//! # Inventory Store
//!
//! The persistence seam of the workflow. [`Database`] is the production
//! implementation; tests can supply their own.
//!
//! ## Atomic Writes
//! ```text
//! open_session          INSERT session          + zone available       → in_inventory
//! close_counting        UPDATE observations     + zone in_inventory    → in_verification
//! record_verification   INSERT verification,
//!                       INSERT details, items   + zone in_verification → available
//! ```
//! Each call is one transaction. The zone move is a compare-and-set on
//! `from`; losing the race surfaces as an `InvalidState` (or `Conflict` for a
//! second verification).

use async_trait::async_trait;

use stocktake_core::{
    BranchId, Checker, CoreError, GroupId, Item, ItemState, ItemStateId, NewSession,
    OperatingGroup, Session, SessionId, SessionWithZone, UserId, Verification,
    VerificationOutcome, Zone, ZoneId, ZoneState,
};
use stocktake_db::{Database, DbError};

use crate::error::{ServiceError, ServiceResult};

/// Everything the workflow reads from and writes to durable storage.
#[async_trait]
pub trait InventoryStore: Send + Sync {
    async fn session_with_zone(&self, session_id: SessionId)
        -> ServiceResult<Option<SessionWithZone>>;

    async fn item_by_code(&self, code: &str) -> ServiceResult<Option<Item>>;

    async fn zone(&self, zone_id: ZoneId) -> ServiceResult<Option<Zone>>;

    /// Items registered to the zone; the expected set of a count.
    async fn zone_items(&self, zone_id: ZoneId) -> ServiceResult<Vec<Item>>;

    async fn item_states(&self) -> ServiceResult<Vec<ItemState>>;

    async fn item_state(&self, id: ItemStateId) -> ServiceResult<Option<ItemState>>;

    async fn operating_group(&self, group_id: GroupId) -> ServiceResult<Option<OperatingGroup>>;

    async fn checker_by_user(&self, user_id: UserId) -> ServiceResult<Option<Checker>>;

    async fn sessions_by_branch(&self, branch_id: BranchId)
        -> ServiceResult<Vec<SessionWithZone>>;

    /// Creates the session and moves its zone `from` → `to` atomically.
    async fn open_session(
        &self,
        new: &NewSession,
        from: ZoneState,
        to: ZoneState,
    ) -> ServiceResult<Session>;

    /// Stores the final observation log and moves the zone atomically.
    async fn close_counting(
        &self,
        session_id: SessionId,
        zone_id: ZoneId,
        observations: &str,
        from: ZoneState,
        to: ZoneState,
    ) -> ServiceResult<()>;

    /// Persists a checker decision and moves the zone atomically.
    async fn record_verification(
        &self,
        outcome: &VerificationOutcome,
        from: ZoneState,
        to: ZoneState,
    ) -> ServiceResult<Verification>;
}

/// Maps a lost compare-and-set on a zone to the domain error.
fn zone_moved(err: DbError, zone_id: ZoneId, expected: ZoneState) -> ServiceError {
    match err {
        DbError::StaleState { .. } => CoreError::ZoneStateChanged { zone_id, expected }.into(),
        other => other.into(),
    }
}

#[async_trait]
impl InventoryStore for Database {
    async fn session_with_zone(
        &self,
        session_id: SessionId,
    ) -> ServiceResult<Option<SessionWithZone>> {
        Ok(self.sessions().get_with_zone(session_id).await?)
    }

    async fn item_by_code(&self, code: &str) -> ServiceResult<Option<Item>> {
        Ok(self.items().get_by_code(code).await?)
    }

    async fn zone(&self, zone_id: ZoneId) -> ServiceResult<Option<Zone>> {
        Ok(self.zones().get_by_id(zone_id).await?)
    }

    async fn zone_items(&self, zone_id: ZoneId) -> ServiceResult<Vec<Item>> {
        Ok(self.items().list_by_zone(zone_id).await?)
    }

    async fn item_states(&self) -> ServiceResult<Vec<ItemState>> {
        Ok(self.items().list_states().await?)
    }

    async fn item_state(&self, id: ItemStateId) -> ServiceResult<Option<ItemState>> {
        Ok(self.items().get_state(id).await?)
    }

    async fn operating_group(&self, group_id: GroupId) -> ServiceResult<Option<OperatingGroup>> {
        Ok(self.staff().operating_group(group_id).await?)
    }

    async fn checker_by_user(&self, user_id: UserId) -> ServiceResult<Option<Checker>> {
        Ok(self.staff().checker_by_user(user_id).await?)
    }

    async fn sessions_by_branch(
        &self,
        branch_id: BranchId,
    ) -> ServiceResult<Vec<SessionWithZone>> {
        Ok(self.sessions().list_by_branch(branch_id).await?)
    }

    async fn open_session(
        &self,
        new: &NewSession,
        from: ZoneState,
        to: ZoneState,
    ) -> ServiceResult<Session> {
        self.sessions()
            .open(new, from, to)
            .await
            .map_err(|e| zone_moved(e, new.zone_id, from))
    }

    async fn close_counting(
        &self,
        session_id: SessionId,
        zone_id: ZoneId,
        observations: &str,
        from: ZoneState,
        to: ZoneState,
    ) -> ServiceResult<()> {
        self.sessions()
            .close_counting(session_id, zone_id, observations, from, to)
            .await
            .map_err(|e| zone_moved(e, zone_id, from))
    }

    async fn record_verification(
        &self,
        outcome: &VerificationOutcome,
        from: ZoneState,
        to: ZoneState,
    ) -> ServiceResult<Verification> {
        let session_id = outcome.verification.session_id;

        self.verifications()
            .record(outcome, from, to)
            .await
            .map_err(|e| match e {
                // Another checker got there first
                DbError::StaleState { .. } => CoreError::AlreadyVerified(session_id).into(),
                e if e.is_unique_violation_on("verifications.session_id") => {
                    CoreError::AlreadyVerified(session_id).into()
                }
                other => other.into(),
            })
    }
}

- **Task prompt**
Reproduce each record above exactly, keeping every word as it stands.

- **Finished task**
//! # Inventory Store
//!
//! The persistence seam of the workflow. [`Database`] is the production
//! implementation; tests can supply their own.
//!
//! ## Atomic Writes
//! ```text
//! open_session          INSERT session          + zone available       → in_inventory
//! close_counting        UPDATE observations     + zone in_inventory    → in_verification
//! record_verification   INSERT verification,
//!                       INSERT details, items   + zone in_verification → available
//! ```
//! Each call is one transaction. The zone move is a compare-and-set on
//! `from`; losing the race surfaces as an `InvalidState` (or `Conflict` for a
//! second verification).

use async_trait::async_trait;

use stocktake_core::{
    BranchId, Checker, CoreError, GroupId, Item, ItemState, ItemStateId, NewSession,
    OperatingGroup, Session, SessionId, SessionWithZone, UserId, Verification,
    VerificationOutcome, Zone, ZoneId, ZoneState,
};
use stocktake_db::{Database, DbError};

use crate::error::{ServiceError, ServiceResult};

/// Everything the workflow reads from and writes to durable storage.
#[async_trait]
pub trait InventoryStore: Send + Sync {
    async fn session_with_zone(&self, session_id: SessionId)
        -> ServiceResult<Option<SessionWithZone>>;

    async fn item_by_code(&self, code: &str) -> ServiceResult<Option<Item>>;

    async fn zone(&self, zone_id: ZoneId) -> ServiceResult<Option<Zone>>;

    /// Items registered to the zone; the expected set of a count.
    async fn zone_items(&self, zone_id: ZoneId) -> ServiceResult<Vec<Item>>;

    async fn item_states(&self) -> ServiceResult<Vec<ItemState>>;

    async fn item_state(&self, id: ItemStateId) -> ServiceResult<Option<ItemState>>;

    async fn operating_group(&self, group_id: GroupId) -> ServiceResult<Option<OperatingGroup>>;

    async fn checker_by_user(&self, user_id: UserId) -> ServiceResult<Option<Checker>>;

    async fn sessions_by_branch(&self, branch_id: BranchId)
        -> ServiceResult<Vec<SessionWithZone>>;

    /// Creates the session and moves its zone `from` → `to` atomically.
    async fn open_session(
        &self,
        new: &NewSession,
        from: ZoneState,
        to: ZoneState,
    ) -> ServiceResult<Session>;

    /// Stores the final observation log and moves the zone atomically.
    async fn close_counting(
        &self,
        session_id: SessionId,
        zone_id: ZoneId,
        observations: &str,
        from: ZoneState,
        to: ZoneState,
    ) -> ServiceResult<()>;

    /// Persists a checker decision and moves the zone atomically.
    async fn record_verification(
        &self,
        outcome: &VerificationOutcome,
        from: ZoneState,
        to: ZoneState,
    ) -> ServiceResult<Verification>;
}

/// Maps a lost compare-and-set on a zone to the domain error.
fn zone_moved(err: DbError, zone_id: ZoneId, expected: ZoneState) -> ServiceError {
    match err {
        DbError::StaleState { .. } => CoreError::ZoneStateChanged { zone_id, expected }.into(),
        other => other.into(),
    }
}

#[async_trait]
impl InventoryStore for Database {
    async fn session_with_zone(
        &self,
        session_id: SessionId,
    ) -> ServiceResult<Option<SessionWithZone>> {
        Ok(self.sessions().get_with_zone(session_id).await?)
    }

    async fn item_by_code(&self, code: &str) -> ServiceResult<Option<Item>> {
        Ok(self.items().get_by_code(code).await?)
    }

    async fn zone(&self, zone_id: ZoneId) -> ServiceResult<Option<Zone>> {
        Ok(self.zones().get_by_id(zone_id).await?)
    }

    async fn zone_items(&self, zone_id: ZoneId) -> ServiceResult<Vec<Item>> {
        Ok(self.items().list_by_zone(zone_id).await?)
    }

    async fn item_states(&self) -> ServiceResult<Vec<ItemState>> {
        Ok(self.items().list_states().await?)
    }

    async fn item_state(&self, id: ItemStateId) -> ServiceResult<Option<ItemState>> {
        Ok(self.items().get_state(id).await?)
    }

    async fn operating_group(&self, group_id: GroupId) -> ServiceResult<Option<OperatingGroup>> {
        Ok(self.staff().operating_group(group_id).await?)
    }

    async fn checker_by_user(&self, user_id: UserId) -> ServiceResult<Option<Checker>> {
        Ok(self.staff().checker_by_user(user_id).await?)
    }

    async fn sessions_by_branch(
        &self,
        branch_id: BranchId,
    ) -> ServiceResult<Vec<SessionWithZone>> {
        Ok(self.sessions().list_by_branch(branch_id).await?)
    }

    async fn open_session(
        &self,
        new: &NewSession,
        from: ZoneState,
        to: ZoneState,
    ) -> ServiceResult<Session> {
        self.sessions()
            .open(new, from, to)
            .await
            .map_err(|e| zone_moved(e, new.zone_id, from))
    }

    async fn close_counting(
        &self,
        session_id: SessionId,
        zone_id: ZoneId,
        observations: &str,
        from: ZoneState,
        to: ZoneState,
    ) -> ServiceResult<()> {
        self.sessions()
            .close_counting(session_id, zone_id, observations, from, to)
            .await
            .map_err(|e| zone_moved(e, zone_id, from))
    }

    async fn record_verification(
        &self,
        outcome: &VerificationOutcome,
        from: ZoneState,
        to: ZoneState,
    ) -> ServiceResult<Verification> {
        let session_id = outcome.verification.session_id;

        self.verifications()
            .record(outcome, from, to)
            .await
            .map_err(|e| match e {
                // Another checker got there first
                DbError::StaleState { .. } => CoreError::AlreadyVerified(session_id).into(),
                e if e.is_unique_violation_on("verifications.session_id") => {
                    CoreError::AlreadyVerified(session_id).into()
                }
                other => other.into(),
            })
    }
}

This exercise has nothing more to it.